Hubo un momento, no tan lejano, en el que las redes sociales educativas parecían una plaza pública llena de entusiasmo. Ideas nuevas, recursos que ayudaban, conversaciones que abrían ventanas. Incluso discrepábamos, pero desde la curiosidad. Hoy, a veces, parece otro lugar. Ruido, cansancio, trincheras improvisadas y señalamientos rápidos. Y uno se pregunta cuándo dejamos de conversar para empezar a clasificarnos.

Es fácil señalar culpables y construir relatos en los que unos destruyen y otros resisten. Pero rara vez es tan simple. Las redes no son la escuela. No hay patio, no hay miradas, no hay silencios que obliguen a escuchar. Todo se acelera. Todo se interpreta. Y todo parece urgente aunque no lo sea. Quizá lo que ha cambiado no sea tanto la educación como la forma en que la ventilamos públicamente.

La pregunta, entonces, no es quién tiene la culpa, sino si podemos hacer algo distinto. Si es posible recuperar un espacio que no sea campo de batalla ni escaparate. Si podemos volver a construir conversación sin miedo a equivocarnos ni a que alguien convierta un matiz en una declaración de guerra pedagógica.

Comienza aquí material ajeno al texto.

use secrecy::{ExposeSecret, SecretString};
use strum::{Display, EnumString};

/// Credentials for authenticating with a device's management API.
///
/// The REST API uses HTTP basic auth on every request; there is no login
/// round-trip, so the secret is kept for the lifetime of the client.
#[derive(Debug, Clone)]
pub struct Credentials {
    pub username: String,
    pub password: SecretString,
}

impl Credentials {
    pub fn new(username: impl Into<String>, password: SecretString) -> Self {
        Self {
            username: username.into(),
            password,
        }
    }

    /// Apply basic auth to a request builder.
    pub(crate) fn apply(&self, builder: reqwest::RequestBuilder) -> reqwest::RequestBuilder {
        builder.basic_auth(&self.username, Some(self.password.expose_secret()))
    }
}

/// Management API flavour exposed by the device.
///
/// Determines the URL layout of RPC endpoints.
#[derive(Debug, Clone, Copy, PartialEq, Eq, Default, Display, EnumString)]
#[strum(serialize_all = "lowercase", ascii_case_insensitive)]
pub enum ApiFlavor {
    /// On-box REST service (`system services rest`), port 3000/3443.
    #[default]
    OnBox,
    /// Junos Space / proxy in front of the device, rooted at `/api/junos`.
    Proxied,
}

impl ApiFlavor {
    /// The path of the RPC endpoint relative to the base URL.
    pub fn rpc_path(&self) -> &'static str {
        match self {
            Self::OnBox => "/rpc",
            Self::Proxied => "/api/junos/rpc",
        }
    }
}

#[cfg(test)]
#[allow(clippy::unwrap_used)]
mod tests {
    use super::*;

    #[test]
    fn flavor_parses_from_profile_strings() {
        assert_eq!("onbox".parse::<ApiFlavor>().unwrap(), ApiFlavor::OnBox);
        assert_eq!("Proxied".parse::<ApiFlavor>().unwrap(), ApiFlavor::Proxied);
        assert!("netconf".parse::<ApiFlavor>().is_err());
        assert_eq!(ApiFlavor::Proxied.rpc_path(), "/api/junos/rpc");
    }
}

Tal vez el primer paso sea sencillo y difícil a la vez. Recordar que detrás de cada cuenta hay alguien que entra a clase cada día, que intenta hacerlo lo mejor posible con lo que tiene, que se cansa, que aprende, que duda. O que, incluso que no entre en el aula, tiene interés en lo que sucede a sus hijos o en que, en un futuro, tengan alguna posibilidad en un mundo cada vez más complejo. La deshumanización empieza cuando olvidamos lo básico. Quien opina también trabaja, también respira, también educa desde su parcela.

El segundo paso podría ser rebajar la épica. La educación no es una guerra cultural, por mucho que algunos necesiten que lo parezca para justificar su discurso. La mayor parte del profesorado no está liderando revoluciones ni participando en conspiraciones metodológicas. Está intentando que su alumnado crezca un poco más que ayer. No hace falta convertir cada conversación en un juicio moral.

Y el tercero, quizás el más importante. Construir valor en silencio. No necesitamos ganar debates para mejorar la escuela. A veces basta con compartir sin imponer, preguntar sin retar, explicar sin performar. Contar lo que funciona sin convertirlo en dogma. Reconocer el mérito ajeno sin miedo a que le reste brillo al propio.

Volverá la calma cuando dejemos de entrenar el músculo del choque y empecemos a entrenar el de la escucha. No significa callar. Significa entender que no todo requiere respuesta, que no todo merece fuego cruzado, que la educación es demasiado importante como para gastarla en batallas pequeñas.

Quizá el futuro de las redes educativas no pase por grandes pactos, sino por pequeños gestos. Un tono más amable, un desacuerdo sin ironía, una duda planteada sin esperar aplausos, un silencio que no sea abandono sino descanso. Si aspiramos a que el alumnado aprenda a convivir, no estaría mal empezar por practicarnos un poco de pedagogía entre adultos.

Al final, la escuela siempre gana cuando recordamos que construimos comunidad, no relatos heroicos. Y las redes también pueden ser eso. No lugar de unanimidades -eso no existe-, sino lugar donde cada uno aporta desde su realidad, sin necesidad de vencer a nadie.

No sé si revertiremos el ambiente por completo. Pero sí sé que cualquier día, cualquiera de nosotros puede empezar a cambiar el tono. A veces basta con escribir desde la calma cuando otros gritan, o con no entrar en la discusión que solo busca eco. Lo que se contagia rápido a veces también se cura así. Por presencia, por pausa, por ejemplo.

Y tal vez esa sea nuestra mejor herramienta. No abandonar el espacio, sino habitarlo mejor. Un mensaje cada vez. Un matiz cada vez. Una conversación que respira.

No me gustaría acabar este artículo sin entonar, como hago siempre, el mea culpa. Es muy fácil caer en la confrontación, especialmente cuando algunos la buscan, a falta de argumentos o ganas de debates educativos de calado, cada día. Pero, sabéis qué… al final los únicos que dan voz a estos personajes son los que, por desgracia, tenemos un mal día y acabamos dando importancia a lo que dicen o nos queremos reír de ellos. Algo que, por culpa de los algoritmos, hace que tengan una importancia que no tienen (ni en las redes, ni en las aulas). La vida, como bien sabéis, es demasiado corta para «vivirla» en las redes.